The Los Angeles Police Department has been operating under a policy that treats police body-camera recordings as though they are not public records. As a result, the LAPD has absolutely refused to release such recordings to the public without a court order.

The LAPD persisted with this policy even after getting a $1 million federal grant to pay for the body cameras. So the taxpayers shelled out for the expensive system but officials refused to provide the government transparency that was the reason for demanding the cameras in the first place.

Under a new policy that the city's Police Commission is expected to approve today, the LAPD will release video evidence of what they describe as a "critical incident" within 45 days, or even earlier if the police chief decides it's in the public interest.

The policy defines a "critical incident" as: Any officer-involved shooting, regardless of whether anybody was hit; any use of force resulting in death or bodily injury requiring hospitalization; deaths in custody (unless there's no preliminary evidence of use of force, misconduct, or violent behavior by the detainee); and any other encounter that the police chief or the commission deems in the public interest.

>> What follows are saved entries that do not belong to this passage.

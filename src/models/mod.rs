// 数据模型模块 - 定义所有的数据结构

use chrono::{DateTime, Utc};
use serde::{Deserialize, Serialize};

// 重新导出其他模块的类型
pub use crate::camera::{AuthorizationStatus, DeviceFormat, ExposureBounds};

/// 应用配置（部分更新）
#[derive(Debug, Clone, Default, Serialize, Deserialize)]
pub struct AppConfig {
    /// 拍照间隔（毫秒）
    pub capture_interval_ms: Option<u64>,
    /// 目标分辨率
    pub target_resolution: Option<TargetResolution>,
    /// JPEG质量(1-100)
    pub jpeg_quality: Option<u8>,
    /// 日志设置
    pub logger_settings: Option<LoggerSettings>,
}

/// 目标分辨率（选择最接近的设备格式）
#[derive(Debug, Clone, Copy, PartialEq, Eq, Serialize, Deserialize)]
pub struct TargetResolution {
    pub width: u32,
    pub height: u32,
}

impl Default for TargetResolution {
    fn default() -> Self {
        // 12MP 4:3
        Self {
            width: 4000,
            height: 3000,
        }
    }
}

impl TargetResolution {
    pub fn pixel_count(&self) -> u64 {
        self.width as u64 * self.height as u64
    }

    pub fn display_name(&self) -> String {
        format!("{}×{}", self.width, self.height)
    }
}

/// 日志设置
#[derive(Debug, Clone, Serialize, Deserialize)]
pub struct LoggerSettings {
    /// 是否向界面层推送日志
    pub enable_log_broadcast: bool,
}

impl Default for LoggerSettings {
    fn default() -> Self {
        Self {
            enable_log_broadcast: true,
        }
    }
}

/// 持久化的应用配置
#[derive(Debug, Clone, Serialize, Deserialize)]
#[serde(default)]
pub struct PersistedAppConfig {
    /// 拍照间隔（毫秒）
    pub capture_interval_ms: u64,
    /// 目标分辨率
    pub target_resolution: TargetResolution,
    /// 图片扩展名
    pub image_extension: String,
    /// JPEG质量(1-100)
    pub jpeg_quality: u8,
    /// 事件总线缓冲区大小
    pub event_bus_capacity: usize,
    /// 日志设置
    pub logger_settings: LoggerSettings,
}

impl Default for PersistedAppConfig {
    fn default() -> Self {
        Self {
            capture_interval_ms: 200,
            target_resolution: TargetResolution::default(),
            image_extension: "jpg".to_string(),
            jpeg_quality: 90,
            event_bus_capacity: 256,
            logger_settings: LoggerSettings::default(),
        }
    }
}

/// 捕获控制器状态
#[derive(Debug, Clone, Copy, PartialEq, Eq, Serialize, Deserialize)]
#[serde(rename_all = "snake_case")]
pub enum CaptureState {
    /// 未授权（或尚未完成授权）
    Unauthorized,
    /// 已授权，未在拍摄
    Idle,
    /// 定时拍摄中
    Capturing,
}

/// 系统状态
#[derive(Debug, Clone, Default, Serialize, Deserialize)]
pub struct SystemStatus {
    /// 是否正在拍摄
    pub is_capturing: bool,
    /// 相机授权状态
    pub authorization: Option<AuthorizationStatus>,
    /// 最后拍照时间
    pub last_capture_time: Option<DateTime<Utc>>,
    /// 已拍摄张数
    pub captured_frames: u64,
    /// 已保存张数
    pub saved_frames: u64,
    /// 拍照失败次数
    pub failed_captures: u64,
    /// 存储使用情况
    pub storage_usage: StorageUsage,
    /// 错误信息
    pub last_error: Option<String>,
}

/// 存储使用情况
#[derive(Debug, Clone, Default, Serialize, Deserialize)]
pub struct StorageUsage {
    /// 图片总大小（字节）
    pub total_size: u64,
    /// 图片数量
    pub image_count: usize,
}

/// 相册统计信息
#[derive(Debug, Clone, Serialize, Deserialize)]
pub struct GalleryInfo {
    /// 格式化后的总大小
    pub formatted_size: String,
    /// 图片数量
    pub image_count: usize,
    /// 累计拍摄时长（秒）
    pub elapsed_secs: u64,
}

impl GalleryInfo {
    /// 信息弹窗文本
    pub fn message(&self) -> String {
        format!(
            "Capture Size: {} \n Image Count: {} \n Capture Time: {:02}:{:02}",
            self.formatted_size,
            self.image_count,
            self.elapsed_secs / 60,
            self.elapsed_secs % 60
        )
    }
}

/// 设置面板确认的曝光参数
#[derive(Debug, Clone, Copy, PartialEq, Serialize, Deserialize)]
pub struct ExposureSelection {
    /// ISO
    pub iso: f32,
    /// 快门时长（秒）
    pub exposure_duration: f32,
}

The policy also includes privacy protections to safeguard the identities of juveniles and victims of some crimes, including redactions and blurring of faces as necessary. The policy also allows for the delay of video release to protect the safety of people (including police officers involved) and to protect sources of ongoing investigations. The policy requires specific, fact-based explanations for any delay request and requires unanimous approval by the police chief and the commission. We will have to see how that actually gets implemented in practice.

This is an excellent first step in moving away from terrible policies that subvert the purposes of body cameras, which are to help both document what happens in encounters between police and citizens and to properly hold all parties involved for misbehavior.

We've seen what has happened in North Carolina as a result of a state law that shields body camera footage from public records laws unless judges order their release. In Greensboro, police and a local judge blocked the release of footage of a teen's violent arrest by police. The judge said this was to protect the reputation of the arrested teen and his family, even though the family itself was petitioning the court for its release. A police officer in Asheville, meanwhile, faces charges for beating an alleged jaywalker, but only after the body camera footage was leaked to a media outlet.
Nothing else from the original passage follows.